On the Multilingual normalization of the Web

Mr. Manuel Tomas CARRASCO BENITEZ
Unicode, character, normalization, Dragoman

Last changed: 28 February 1995

Introduction

Rationale

The objective is to propose multilingual extensions to the Web that are as compatible as possible with the present Web. The extensions should cover language engineering.

The term Web is used to name the clients, servers, HTTP, HTML, etc. This undefinition is on purpose, as I do not wish to suggest too specifically where to implement the mechanisms; though, developing a multilingual client should be considered. I give a concrete syntax, but it should be mostly considered as an example to illustrate the functional characteristics.

Suggestions

The concepts need maturing and suggestions are strongly encouraged, particularly where requested with the label:

"Suggestions ?".

The broad areas are:

Missing functionalities
How to implement the mechanisms on the Web

Definitions

Language engineering

Language engineering covers anything related to languages:

Terminology
Translator's memory
Multilingual documentary databases
Aligned text
Translator's Workbench
Author's Workbench
Machine translation
Publishing (in particular, multilingual synchronized publishing)

Parallel Texts

Parallel texts are linguistic versions of the same text; for example, the Treaty of Rome in English and Spanish are parallel texts.

Alignness

Alignness is a quality among linguistic versions of the same text; for example, the Treaty of Rome in English and Spanish are parallel texts and they should be aligned. One can have a guarantee alignness if the texts are kept as Linguistic Objects; i.e., keeping them in a structured database. The interesting part is aligning parallel texts automatically.

Level of Alignness

According to which depth it is possible to identify the equivalent string, the texts are aligned at:

Document level
the trivial case; i.e., parallel texts
Paragraph level
not too hard
Sentence level
desirable and possible
Term level
it needs tagging (see below)

In this context, sentence is a part of a text delimited by a dot, semicolon or similar.

Character set

The present Web character set is probably sufficient for English and for some non English documents. It is insufficient for complex multilingual environments; for example, the European Institutions have eleven official languages. For this type of environment, a large character set such as Unicode (ISO 10646 BMP) is needed. Note that the same document could have several languages with different alphabets; for example, a document could have English and Greek:

The Greek Commissioner said: <something in Greek>.

Unicode is a 16 bits code character set that includes most of the world languages. The 16 bits are the force and the weakness of Unicode. The force because one can represent all the characters; the weakness because it is an overkill for English. Without compression, it duplicates the disk space and the transmission by two. The top 8 bits are not needed for English; i.e., they are set to zero.

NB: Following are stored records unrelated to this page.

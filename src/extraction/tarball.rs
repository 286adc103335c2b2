use crate::error::{Error, Result};
use bzip2::read::BzDecoder;
use std::fs::File;
use std::io::BufReader;
use std::path::{Path, PathBuf};
use tracing::debug;

/// Read buffer in front of the bzip2 decoder
const READ_BUFFER_SIZE: usize = 1024 * 1024;

/// Unpack a `.tar.bz2` archive into `output_dir` (blocking)
///
/// Entries that would land outside `output_dir` are skipped by `tar`.
/// Returns the number of entries written.
pub(crate) fn unpack_tar_bz2(archive: &Path, output_dir: &Path) -> Result<usize> {
    let failed = |reason: String| Error::Extraction {
        archive: archive.to_path_buf(),
        reason,
    };

    std::fs::create_dir_all(output_dir)?;

    let file = File::open(archive).map_err(|e| failed(format!("failed to open archive: {e}")))?;
    let reader = BufReader::with_capacity(READ_BUFFER_SIZE, file);
    let mut tar = tar::Archive::new(BzDecoder::new(reader));

    let entries = tar
        .entries()
        .map_err(|e| failed(format!("failed to read tar stream: {e}")))?;

    let mut unpacked = 0;
    for entry in entries {
        let mut entry = entry.map_err(|e| failed(format!("corrupt tar entry: {e}")))?;
        let entry_path: PathBuf = entry
            .path()
            .map(|p| p.into_owned())
            .unwrap_or_default();

        let written = entry.unpack_in(output_dir).map_err(|e| {
            failed(format!(
                "failed to unpack {}: {e}",
                entry_path.display()
            ))
        })?;
        if written {
            unpacked += 1;
        } else {
            debug!(path = %entry_path.display(), "skipped entry outside the output directory");
        }
    }

    if unpacked == 0 {
        return Err(failed("archive contains no entries".to_string()));
    }

    Ok(unpacked)
}
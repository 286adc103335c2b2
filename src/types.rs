//! Core types for amass-dl

use serde::{Deserialize, Serialize};
use std::path::PathBuf;
use std::time::Duration;
use url::Url;

use crate::error::{Error, ErrorDetail};

/// Body model representation requested from the server
#[derive(Clone, Copy, Debug, PartialEq, Eq, Hash, Serialize, Deserialize)]
pub enum BodyModel {
    /// SMPL+H (body and hands)
    #[serde(rename = "SMPL-H")]
    SmplH,
    /// SMPL-X (body, hands and face)
    #[serde(rename = "SMPL-X")]
    SmplX,
}

impl BodyModel {
    /// Path segment used by the download server and in local filenames
    pub fn path_segment(&self) -> &'static str {
        match self {
            BodyModel::SmplH => "smplh",
            BodyModel::SmplX => "smplx",
        }
    }
}

impl std::fmt::Display for BodyModel {
    fn fmt(&self, f: &mut std::fmt::Formatter<'_>) -> std::fmt::Result {
        match self {
            BodyModel::SmplH => write!(f, "SMPL-H"),
            BodyModel::SmplX => write!(f, "SMPL-X"),
        }
    }
}

impl std::str::FromStr for BodyModel {
    type Err = Error;

    fn from_str(s: &str) -> Result<Self, Self::Err> {
        match s {
            "SMPL-H" => Ok(BodyModel::SmplH),
            "SMPL-X" => Ok(BodyModel::SmplX),
            other => Err(Error::config(
                format!("unknown body model '{other}' (expected SMPL-H or SMPL-X)"),
                "download_options.body_model",
            )),
        }
    }
}

/// Gender variant of the fitted body model
#[derive(Clone, Copy, Debug, PartialEq, Eq, Hash, Serialize, Deserialize)]
#[serde(rename_all = "lowercase")]
pub enum Gender {
    /// Male-specific model
    Male,
    /// Female-specific model
    Female,
    /// Gender-neutral model
    Neutral,
}

impl Gender {
    /// Server directory holding archives for this gender
    ///
    /// Male and female fits share the `gender_specific` archives.
    pub fn path_segment(&self) -> &'static str {
        match self {
            Gender::Male | Gender::Female => "gender_specific",
            Gender::Neutral => "neutral",
        }
    }

    /// Lowercase name used in local filenames
    pub fn as_str(&self) -> &'static str {
        match self {
            Gender::Male => "male",
            Gender::Female => "female",
            Gender::Neutral => "neutral",
        }
    }
}

impl std::fmt::Display for Gender {
    fn fmt(&self, f: &mut std::fmt::Formatter<'_>) -> std::fmt::Result {
        f.write_str(self.as_str())
    }
}

impl std::str::FromStr for Gender {
    type Err = Error;

    fn from_str(s: &str) -> Result<Self, Self::Err> {
        match s {
            "male" => Ok(Gender::Male),
            "female" => Ok(Gender::Female),
            "neutral" => Ok(Gender::Neutral),
            other => Err(Error::config(
                format!("unknown gender '{other}' (expected male, female or neutral)"),
                "download_options.gender",
            )),
        }
    }
}

/// One dataset archive to fetch
///
/// Built by [`crate::resolver::Resolver`]; immutable afterwards.
#[derive(Clone, Debug, PartialEq, Eq, Serialize, Deserialize)]
pub struct DownloadTask {
    /// Dataset name (e.g. "ACCAD")
    pub dataset: String,
    /// Requested body model
    pub body_model: BodyModel,
    /// Requested gender
    pub gender: Gender,
    /// Fully resolved download URL
    pub remote_url: Url,
    /// Final location of the archive on disk
    pub local_path: PathBuf,
    /// Minimum size an existing file must have to be considered complete
    pub expected_min_size: Option<u64>,
}

impl DownloadTask {
    /// Location of the in-progress download for this task
    pub fn partial_path(&self) -> PathBuf {
        crate::utils::partial_path(&self.local_path)
    }
}

/// How a single task ended
#[derive(Clone, Copy, Debug, PartialEq, Eq, Serialize, Deserialize)]
#[serde(rename_all = "snake_case")]
pub enum Outcome {
    /// The archive was downloaded completely in this run
    Success,
    /// A complete archive was already on disk; no request was made
    AlreadyExists,
    /// The archive could not be downloaded
    Failed,
}

impl Outcome {
    /// Whether this outcome counts towards a successful run
    pub fn is_ok(&self) -> bool {
        !matches!(self, Outcome::Failed)
    }
}

impl std::fmt::Display for Outcome {
    fn fmt(&self, f: &mut std::fmt::Formatter<'_>) -> std::fmt::Result {
        match self {
            Outcome::Success => write!(f, "downloaded"),
            Outcome::AlreadyExists => write!(f, "already present"),
            Outcome::Failed => write!(f, "failed"),
        }
    }
}

/// Result of one task, produced exactly once per [`DownloadTask`]
#[derive(Clone, Debug, Serialize, Deserialize)]
pub struct DownloadResult {
    /// The task this result belongs to
    pub task: DownloadTask,
    /// How the task ended
    pub outcome: Outcome,
    /// Bytes written to disk during this run (across all attempts)
    pub bytes_transferred: u64,
    /// Number of HTTP attempts made (0 when no request was needed)
    pub attempts_used: u32,
    /// Why the task failed
    #[serde(skip_serializing_if = "Option::is_none")]
    pub error_detail: Option<ErrorDetail>,
}

impl DownloadResult {
    /// Result for a task whose archive is already complete on disk
    pub fn already_exists(task: DownloadTask) -> Self {
        Self {
            task,
            outcome: Outcome::AlreadyExists,
            bytes_transferred: 0,
            attempts_used: 0,
            error_detail: None,
        }
    }

    /// Result for a failed task
    pub fn failed(task: DownloadTask, error: &Error, bytes_transferred: u64, attempts_used: u32) -> Self {
        Self {
            task,
            outcome: Outcome::Failed,
            bytes_transferred,
            attempts_used,
            error_detail: Some(ErrorDetail::from(error)),
        }
    }
}

/// Aggregated counts for a run
#[derive(Clone, Copy, Debug, Default, PartialEq, Eq, Serialize, Deserialize)]
pub struct RunSummary {
    /// Tasks downloaded in this run
    pub succeeded: usize,
    /// Tasks skipped because the archive was already present
    pub already_existed: usize,
    /// Tasks that failed
    pub failed: usize,
    /// Total bytes written across all tasks
    pub bytes_transferred: u64,
}

impl RunSummary {
    /// Total number of tasks
    pub fn total(&self) -> usize {
        self.succeeded + self.already_existed + self.failed
    }

    /// True when no task failed
    pub fn is_success(&self) -> bool {
        self.failed == 0
    }
}

/// Results of a download run, in task submission order
#[derive(Clone, Debug, Default)]
pub struct RunReport {
    /// One result per submitted task
    pub results: Vec<DownloadResult>,
}

impl RunReport {
    /// Count outcomes and bytes
    pub fn summary(&self) -> RunSummary {
        self.results
            .iter()
            .fold(RunSummary::default(), |mut summary, result| {
                match result.outcome {
                    Outcome::Success => summary.succeeded += 1,
                    Outcome::AlreadyExists => summary.already_existed += 1,
                    Outcome::Failed => summary.failed += 1,
                }
                summary.bytes_transferred += result.bytes_transferred;
                summary
            })
    }

    /// Results that failed
    pub fn failures(&self) -> impl Iterator<Item = &DownloadResult> {
        self.results
            .iter()
            .filter(|r| r.outcome == Outcome::Failed)
    }
}

/// Events emitted by the download engine
///
/// Subscribers receive these through [`crate::Downloader::subscribe`].
#[derive(Clone, Debug, Serialize, Deserialize)]
#[serde(tag = "type", rename_all = "snake_case")]
pub enum Event {
    /// A worker picked up a task
    Started {
        /// Dataset name
        dataset: String,
        /// Bytes already on disk from an earlier attempt
        resume_from: u64,
    },

    /// Bytes arrived for a task
    Progress {
        /// Dataset name
        dataset: String,
        /// Size of the partial file so far
        downloaded: u64,
        /// Total archive size when the server reported one
        #[serde(skip_serializing_if = "Option::is_none")]
        total: Option<u64>,
    },

    /// An attempt failed with a transient error and will be retried
    Retrying {
        /// Dataset name
        dataset: String,
        /// The attempt that just failed (1-based)
        attempt: u32,
        /// Delay before the next attempt
        #[serde(with = "duration_millis")]
        delay: Duration,
        /// Error message of the failed attempt
        error: String,
    },

    /// A task reached its final outcome
    Finished {
        /// Dataset name
        dataset: String,
        /// Final outcome
        outcome: Outcome,
        /// Bytes written in this run
        bytes_transferred: u64,
        /// Error message when failed
        #[serde(skip_serializing_if = "Option::is_none")]
        error: Option<String>,
    },
}

mod duration_millis {
    use serde::{Deserialize, Deserializer, Serializer};
    use std::time::Duration;

    pub fn serialize<S>(duration: &Duration, serializer: S) -> Result<S::Ok, S::Error>
    where
        S: Serializer,
    {
        serializer.serialize_u64(duration.as_millis() as u64)
    }

    pub fn deserialize<'de, D>(deserializer: D) -> Result<Duration, D::Error>
    where
        D: Deserializer<'de>,
    {
        let millis = u64::deserialize(deserializer)?;
        Ok(Duration::from_millis(millis))
    }
}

A Multilingual Web must be able to process Unicode and the present character set. There should be a way to indicate a Unicode file; for example, a file extension or a magic number (Suggestions ?). The programs should also be capable of mapping Unicode to other character sets; for example, to ASCII, ISO 8859-1, PC1, etc. When the target character set is poorer, the mapping should be reasonable; for example, mapping "é" to "e", or unmappable character to "_".

Tagging

The tagging in a Unicode document can be done with one Unicode (16 bits) character. A region of the coding space should be dedicated to this purpose; i.e., it could be considered a Web alphabet.

Multilingual Aligned Hypertext (MAH)

Multilingual Aligned Hypertext is an extension of the hypertext paradigm to natural languages; for example, a user looking at a document in English should be able to obtain the Spanish equivalent in a transparent way. For this, the Web must know about foreign languages. A lot can be done without changing HTML and just by implementing clients that know about the structure below. A multilingual Web should have functionalities such as:

Making a list of available languages for displaying in a drop menu or similar
Indicating the level of alignness (paragraph, sentence, etc)
Display at least two aligned documents side by side and move them in sync
Give polite error messages such as "the document is not available in Swedish"
Most of the Services proposed in Dragoman should be implemented
(Suggestions ? : more functionalities)

It is possible to have some Multilingual Aligned Hypertext with the present Web using the structure below and the present character set, but the end user must be aware of the structure and as long as the present character is sufficient for the languages desired.

Data structure

A data structure is needed for Multilingual Aligned Hypertext. The top of the structure is a mahName.html file. The file can describe several schemes:

Directory based scheme for a single set of files
Directory based scheme for several sets of files
SGML (Suggested by Jean Paoli, GRIF, abramatic@inria.fr)
(Suggestions ? : other schemes such as WAIS, tar, cpio)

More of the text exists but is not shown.